Smt Geeta Devi vs State Of U.P. And 6 Others on 6 August, 2025

Author: Dinesh Pathak

Bench: Dinesh Pathak





HIGH COURT OF JUDICATURE AT ALLAHABAD
 
 


?Neutral Citation No. - 2025:AHC:132219
 
Court No. - 73
 

 
Case :- APPLICATION U/S 528 BNSS No. - 10195 of 2025
 

 
Applicant :- Smt Geeta Devi
 
Opposite Party :- State Of U.P. And 6 Others
 
Counsel for Applicant :- Manvendra Singh
 
Counsel for Opposite Party :- G.A.
 

 
Hon'ble Dinesh Pathak,J.
 

1. Heard learned counsel for the applicant as well as learned A.G.A. for the State-respondent no.1 and perused the record on Board.
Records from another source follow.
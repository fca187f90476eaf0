//! Sentinel Daemon - Periodic resilience checks
//!
//! The daemon:
//! - Loads layered configuration
//! - Wires real data store and endpoint transports into the resilience core
//! - Runs health checks on an interval until Ctrl+C or SIGTERM

use std::sync::Arc;
use std::time::Duration;

use clap::Parser;
use sentinel_daemon::{CheckScheduler, DaemonConfig, DaemonError, DaemonResult, RestDataStore};
use sentinel_health::probes::HttpEndpointChecker;
use sentinel_health::ResilienceCoreBuilder;
use tracing_subscriber::{layer::SubscriberExt, util::SubscriberInitExt};

/// Sentinel Daemon CLI
#[derive(Parser)]
#[command(name = "sentineld")]
#[command(about = "Sentinel Daemon - Periodic resilience checks", long_about = None)]
#[command(version)]
struct Cli {
    /// Configuration file path
    #[arg(short, long, env = "SENTINEL_CONFIG")]
    config: Option<String>,

    /// Log level
    #[arg(long, env = "SENTINEL_LOG_LEVEL")]
    log_level: Option<String>,

    /// Enable JSON logging
    #[arg(long, env = "SENTINEL_LOG_JSON")]
    json: bool,

    /// Seconds between check attempts
    #[arg(short, long, env = "SENTINEL_INTERVAL_SECS")]
    interval_secs: Option<u64>,
}

#[tokio::main]
async fn main() -> DaemonResult<()> {
    let cli = Cli::parse();

    // Load configuration
    let mut config = DaemonConfig::load(cli.config.as_deref())
        .map_err(|e| DaemonError::Config(e.to_string()))?;

    // Override with CLI args
    if let Some(level) = cli.log_level {
        config.logging.level = level;
    }
    if cli.json {
        config.logging.json = true;
    }
    if let Some(secs) = cli.interval_secs {
        config.scheduler.interval_secs = secs;
    }

    // Initialize tracing
    let env_filter = tracing_subscriber::EnvFilter::try_from_default_env()
        .unwrap_or_else(|_| config.logging.level.clone().into());

    if config.logging.json {
        tracing_subscriber::registry()
            .with(env_filter)
            .with(tracing_subscriber::fmt::layer().json())
            .init();
    } else {
        tracing_subscriber::registry()
            .with(env_filter)
            .with(tracing_subscriber::fmt::layer())
            .init();
    }

    let mut endpoint_checker = HttpEndpointChecker::new()?;
    if let Some(base_url) = &config.api.base_url {
        endpoint_checker = endpoint_checker.with_base_url(base_url.clone());
    }

    let core = ResilienceCoreBuilder::new()
        .with_config(config.resilience())
        .with_data_store(Arc::new(RestDataStore::new(&config.datastore)?))
        .with_endpoint_checker(Arc::new(endpoint_checker))
        .build()?;
    core.activate();

    tracing::info!(
        version = env!("CARGO_PKG_VERSION"),
        datastore = %config.datastore.url,
        endpoints = config.api.endpoints.len(),
        "Sentinel daemon starting"
    );

    let scheduler = CheckScheduler::new(Arc::new(core), config.interval())
        .with_limit_reset(Duration::from_secs(config.scheduler.limit_reset_secs));
    scheduler.run(shutdown_signal()).await;

    Ok(())
}

/// Graceful shutdown signal handler
async fn shutdown_signal() {
    let ctrl_c = async {
        if let Err(e) = tokio::signal::ctrl_c().await {
            tracing::error!(error = %e, "Failed to listen for Ctrl+C");
            std::future::pending::<()>().await;
        }
    };

    #[cfg(unix)]
    let terminate = async {
        match tokio::signal::unix::signal(tokio::signal::unix::SignalKind::terminate()) {
            Ok(mut signal) => {
                signal.recv().await;
            }
            Err(e) => {
                tracing::error!(error = %e, "Failed to install SIGTERM handler");
                std::future::pending::<()>().await;
            }
        }
    };

    #[cfg(not(unix))]
    let terminate = std::future::pending::<()>();

    tokio::select! {
        _ = ctrl_c => {
            tracing::info!("Received Ctrl+C, initiating graceful shutdown");
        }
        _ = terminate => {
            tracing::info!("Received terminate signal, initiating graceful shutdown");
        }
    }
}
2. The applicant has invoked the inherent jurisdiction of this court under Section 528 B.N.S.S. (Old Section 482 Cr.P.C.) to quash the order dated 20.01.2025 passed by the learned Additional Sessions Judge/Special Judge S.C./S.T. Act, Mainpuri in Sessions Trial No.25 of 2021 (State vs. Ashok Bhadauriya), arising out of Case Crime No.474 of 2020 under Sections 147, 323, 504, 506 I.P.C. and Section 3(1) (da) (Dha) and 3(2)(va) S.C./S.T. Act, Police Station Bewar, District Mainpuri, whereby application under Section 216 Cr.P.C. moved on behalf of the first informant (applicant herein) has been rejected.

3. As per FIR version, on 16.12.2020 at around 10:00 AM when, the first informant was going toward her field in the morning for work she saw that villagers Ashok Bhadauriya, Raghvendra, Vipin Kumar, Rajeev Kumar alias Banti, Praveen Kumar and Puneet were tying barbed wire on the boundary of her field. When the she resisted, then they abused and misbehaved with her, and beat her with kicks and punches, and hit her on the leg due to which she sustained injury. Further, they threatened to kill her. Praveen and Vipin have said that “We will shoot you so much that your family won’t be able to recognise you”, and Praveen gave a death threat. The first informant claimed herself to be a person belonging to Scheduled Caste, and because of this, on date 18.12.2020 at around 11:00 PM in the night, they set fire to her cot, chair, approximately ?30,000 in cash, all burnt to ashes due to which she is in a lot of trouble.

4. After due investigation, the Investigating Officer has submitted the charge-sheet no.45 of 2021 dated 20.02.2021 arraigning the accused (respondents no.2 to 7 herein) for the offence, as mentioned above. The court concerned has taken cognizance and issued summons. Based on the charge-sheet, charges were framed against all the accused. During pendency of trial, the first informant (applicant herein) has moved an application (paper no.21-Va) under Section 216 Cr.P.C. for addition of a new charge under Section 436 I.P.C., with an averment that statement under Section 161 Cr.P.C. and deposition of the prosecution witnesses unequivocally disclose that the accused set the hut of the present applicant ablaze and used caste based slur. Special Judge, S.C./S.T. Act, having considered the entire evidence on record, has rejected the application by the order dated 20.01.2025, which is under challenge before this Court.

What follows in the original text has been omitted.